In this second blog post we are going to present all the results achieved so far as well as the changes which have been made regarding some aspects of our project.
A new database of paintings has been provided since the previous one was composed by few images, making machine learning techniques almost inapplicable. The new collection gathers about 36,000 elements which have been manually analysed rejecting all the inappropriate images. Indeed this archive contains a huge number of images we are not interested in such as photos of sculptures, buildings and representation of objects that are not suitable for our purposes. At the same time also paintings depicting too crowded scenes have been removed because the extraction of skeletons would have been greatly complicated.
While browsing through the database the recurrence of particular religious motives has been detected. For instance, the most frequent are Christ on the Cross, Madonna with Child and the dead Christ [Fig 1,2,3]. For this reason we decided to focus on the recognition of these motives which theoretically should be identified as different clusters by our algorithm. Since it makes no sense to previously define the clusters which the algorithm is supposed to find out, several “noise” images have been considered.
Processing the data
Since the database has been completed we concentrated our attention on the final realization of the Matlab interface. Considering that the interface has been shown in the previous blog post, we are now going to describe the data saving process. For each uploaded painting a text file, with the corresponding name, is created. This file contains matrices with body parts as rows and coordinates as columns [Fig 4]. For those skeletons that are not completely defined (some vertices are missing because of hidden parts) a NaN value is introduced in the matrix. The choice of using NaN values is due to a rigorous definition of the matrix and to immediately visualize the missing points just looking at the text file. It is clear that these points will be erased before launching the clustering algorithm.

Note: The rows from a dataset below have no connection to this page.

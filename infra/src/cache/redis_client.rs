//! Redis cache client implementation
//!
//! This module provides a Redis client with a shared multiplexed connection,
//! retry logic, and the cache operations the services need: plain get/set with
//! expiry, an atomic read-and-delete, and a guarded two-key write.

use once_cell::sync::Lazy;
use redis::{aio::MultiplexedConnection, AsyncCommands, Client, RedisError, RedisResult, Script};
use std::time::Duration;
use tokio::time::sleep;
use tracing::{debug, error, info, warn};

use crate::config::CacheConfig;
use crate::InfrastructureError;

/// Sets KEYS[1] only if absent; when that succeeds, also sets KEYS[2].
/// Returns 1 when both were written, 0 when KEYS[1] already existed.
static SET_PAIR_IF_ABSENT: Lazy<Script> = Lazy::new(|| {
    Script::new(
        r"
if redis.call('SET', KEYS[1], ARGV[1], 'NX', 'EX', ARGV[2]) then
    redis.call('SET', KEYS[2], ARGV[3], 'EX', ARGV[4])
    return 1
end
return 0
",
    )
});

/// Redis cache client with retry logic
///
/// Cloning is cheap: clones share the multiplexed connection.
#[derive(Clone)]
pub struct RedisClient {
    /// Redis multiplexed connection for async operations
    connection: MultiplexedConnection,
    /// Maximum number of attempts for operations
    max_retries: u32,
    /// Base delay between retries (exponential backoff)
    retry_delay_ms: u64,
}

impl RedisClient {
    /// Create a new Redis client
    ///
    /// # Example
    /// ```no_run
    /// use mall_infra::config::CacheConfig;
    /// use mall_infra::cache::RedisClient;
    ///
    /// async fn create_client() -> Result<RedisClient, Box<dyn std::error::Error>> {
    ///     let config = CacheConfig::new("redis://localhost:6379").with_database(2);
    ///     let client = RedisClient::new(&config).await?;
    ///     Ok(client)
    /// }
    /// ```
    pub async fn new(config: &CacheConfig) -> Result<Self, InfrastructureError> {
        let url = config.connection_url();
        info!(url = %mask_url(&url), "Creating Redis client");

        let client = Client::open(url.as_str()).map_err(|e| {
            error!("Failed to parse Redis URL: {}", e);
            InfrastructureError::Config(format!("Invalid Redis URL: {}", e))
        })?;

        let max_retries = config.max_retries.max(1);
        let connect = Self::create_connection_with_retry(client, max_retries, config.retry_base_delay_ms);
        let connection = tokio::time::timeout(Duration::from_secs(config.connection_timeout.max(1)), connect)
            .await
            .map_err(|_| InfrastructureError::Config("Timed out connecting to Redis".to_string()))??;

        info!(database = config.database, "Redis client created successfully");

        Ok(Self {
            connection,
            max_retries,
            retry_delay_ms: config.retry_base_delay_ms,
        })
    }

    /// Create multiplexed connection with retry logic
    async fn create_connection_with_retry(
        client: Client,
        max_retries: u32,
        retry_delay_ms: u64,
    ) -> Result<MultiplexedConnection, InfrastructureError> {
        let mut attempts = 0;
        let mut delay = retry_delay_ms;

        loop {
            attempts += 1;
            debug!("Attempting to connect to Redis (attempt {})", attempts);

            match client.get_multiplexed_async_connection().await {
                Ok(connection) => return Ok(connection),
                Err(e) if attempts < max_retries => {
                    warn!(
                        "Failed to connect to Redis (attempt {}/{}): {}. Retrying in {}ms...",
                        attempts, max_retries, e, delay
                    );
                    sleep(Duration::from_millis(delay)).await;
                    delay = (delay * 2).min(5000);
                }
                Err(e) => {
                    error!("Failed to connect to Redis after {} attempts: {}", attempts, e);
                    return Err(InfrastructureError::Cache(e));
                }
            }
        }
    }

    /// Set a value with expiration time
    pub async fn set_with_expiry(
        &self,
        key: &str,
        value: &str,
        expiry_seconds: u64,
    ) -> Result<(), InfrastructureError> {
        debug!(key, expiry_seconds, "Setting key");

        self.execute_with_retry(|mut conn| {
            let key = key.to_string();
            let value = value.to_string();
            Box::pin(async move { conn.set_ex::<_, _, ()>(key, value, expiry_seconds).await })
        })
        .await
        .map_err(|e| {
            error!(key, error = %e, "Failed to set key");
            InfrastructureError::Cache(e)
        })
    }

    /// Get a value from cache
    pub async fn get(&self, key: &str) -> Result<Option<String>, InfrastructureError> {
        self.execute_with_retry(|mut conn| {
            let key = key.to_string();
            Box::pin(async move { conn.get::<_, Option<String>>(key).await })
        })
        .await
        .map_err(|e| {
            error!(key, error = %e, "Failed to get key");
            InfrastructureError::Cache(e)
        })
    }

    /// Read and delete a key in one MULTI/EXEC transaction
    pub async fn take(&self, key: &str) -> Result<Option<String>, InfrastructureError> {
        let (value, _deleted) = self
            .execute_with_retry(|mut conn| {
                let key = key.to_string();
                Box::pin(async move {
                    redis::pipe()
                        .atomic()
                        .get(&key)
                        .del(&key)
                        .query_async::<_, (Option<String>, i64)>(&mut conn)
                        .await
                })
            })
            .await
            .map_err(|e| {
                error!(key, error = %e, "Failed to take key");
                InfrastructureError::Cache(e)
            })?;
        Ok(value)
    }

    /// Delete a key from cache, returning whether it existed
    pub async fn delete(&self, key: &str) -> Result<bool, InfrastructureError> {
        let deleted = self
            .execute_with_retry(|mut conn| {
                let key = key.to_string();
                Box::pin(async move { conn.del::<_, u32>(key).await })
            })
            .await
            .map_err(|e| {
                error!(key, error = %e, "Failed to delete key");
                InfrastructureError::Cache(e)
            })?;
        Ok(deleted > 0)
    }

    /// Check if a key exists in cache
    pub async fn exists(&self, key: &str) -> Result<bool, InfrastructureError> {
        self.execute_with_retry(|mut conn| {
            let key = key.to_string();
            Box::pin(async move { conn.exists::<_, bool>(key).await })
        })
        .await
        .map_err(|e| {
            error!(key, error = %e, "Failed to check key existence");
            InfrastructureError::Cache(e)
        })
    }

    /// Atomically write `guard_key` only if absent and, only then, `key`
    ///
    /// Returns `false` without writing when `guard_key` already exists. A retry
    /// after a write whose reply was lost reports `false` as well.
    pub async fn set_pair_if_absent(
        &self,
        guard_key: &str,
        guard_value: &str,
        guard_ttl_seconds: u64,
        key: &str,
        value: &str,
        ttl_seconds: u64,
    ) -> Result<bool, InfrastructureError> {
        let written = self
            .execute_with_retry(|mut conn| {
                let mut invocation = SET_PAIR_IF_ABSENT.key(guard_key);
                invocation
                    .key(key)
                    .arg(guard_value)
                    .arg(guard_ttl_seconds)
                    .arg(value)
                    .arg(ttl_seconds);
                Box::pin(async move { invocation.invoke_async::<_, i64>(&mut conn).await })
            })
            .await
            .map_err(|e| {
                error!(guard_key, key, error = %e, "Failed guarded write");
                InfrastructureError::Cache(e)
            })?;
        Ok(written == 1)
    }

    /// Get time-to-live for a key, `None` if missing or without expiry
    pub async fn ttl(&self, key: &str) -> Result<Option<i64>, InfrastructureError> {
        let ttl = self
            .execute_with_retry(|mut conn| {
                let key = key.to_string();
                Box::pin(async move { conn.ttl::<_, i64>(key).await })
            })
            .await
            .map_err(InfrastructureError::Cache)?;
        Ok((ttl >= 0).then_some(ttl))
    }

    /// Check if the Redis connection is healthy
    pub async fn health_check(&self) -> Result<bool, InfrastructureError> {
        let response = self
            .execute_with_retry(|mut conn| {
                Box::pin(async move { redis::cmd("PING").query_async::<_, String>(&mut conn).await })
            })
            .await
            .map_err(|e| {
                error!("Redis health check failed: {}", e);
                InfrastructureError::Cache(e)
            })?;

        if response != "PONG" {
            warn!("Redis health check returned unexpected response: {}", response);
        }
        Ok(response == "PONG")
    }

    /// Execute a Redis operation with exponential-backoff retry on transient errors
    async fn execute_with_retry<F, T>(&self, operation: F) -> RedisResult<T>
    where
        F: Fn(
            MultiplexedConnection,
        ) -> std::pin::Pin<Box<dyn std::future::Future<Output = RedisResult<T>> + Send>>,
    {
        let mut attempts = 0;
        let mut delay = self.retry_delay_ms;

        loop {
            attempts += 1;
            let conn = self.connection.clone();

            match operation(conn).await {
                Ok(result) => return Ok(result),
                Err(e) if attempts < self.max_retries && is_retriable_error(&e) => {
                    warn!(
                        "Redis operation failed (attempt {}/{}): {}. Retrying in {}ms...",
                        attempts, self.max_retries, e, delay
                    );
                    sleep(Duration::from_millis(delay)).await;
                    delay = (delay * 2).min(5000);
                }
                Err(e) => return Err(e),
            }
        }
    }
}

/// Check if a Redis error is transient and the operation should be retried
pub(crate) fn is_retriable_error(error: &RedisError) -> bool {
    matches!(
        error.kind(),
        redis::ErrorKind::IoError | redis::ErrorKind::BusyLoadingError | redis::ErrorKind::TryAgain
    )
}

/// Mask credentials in a Redis URL for logging
pub(crate) fn mask_url(url: &str) -> String {
    if let (Some(at_pos), Some(proto_end)) = (url.find('@'), url.find("://")) {
        return format!("{}****{}", &url[..proto_end + 3], &url[at_pos..]);
    }
    url.to_string()
}
//! # Mall Core
//!
//! Core business logic and domain layer for the mall backend.
//! This crate contains domain entities, business services, repository interfaces,
//! and error types that form the foundation of the application architecture.

pub mod domain;
pub mod errors;
pub mod repositories;
pub mod services;

// Re-export commonly used types for convenience
pub use domain::*;
pub use errors::*;
pub use repositories::*;
pub use services::*;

Once all the data (coordinates) have been gathered it is necessary to process them in order to obtain comparable skeletons (for instance to avoid zooming problems). This goal can be achieved by implementing an appropriate normalization method which will be performed with respect to the distance between the head and the abdomen. This parameter has been chosen because it represents a good indicator describing the body size. In addition the use of a relative reference frame, centred on the head, is required to carry out this step.
Machine learning techniques
With all have been said, the most important step is to define an algorithm able to process input data and give as output accurate results. Such outputs will represent clusters of skeletons based on recurrent motives and poses.
Several machine learning techniques are nowadays used to perform this clustering analysis, among those one of the most common is called K-means.
K-means aims to partition N observations into K clusters (with K<N) and each observation belongs to only one of these groups.
The accuracy of this method is strictly related to the effectiveness of the representation of the input data (skeletons in our case).Our idea is to use the coordinates of the body parts as input of the algorithm. The coordinates, as previously said, will be referred to a local reference frame that will be centred on the head for example.
At this point we have tested this idea with a few skeletons and we are still trying to assess its reliability. Once we will have harvested more results we will be able to decide whether to keep this representation or not.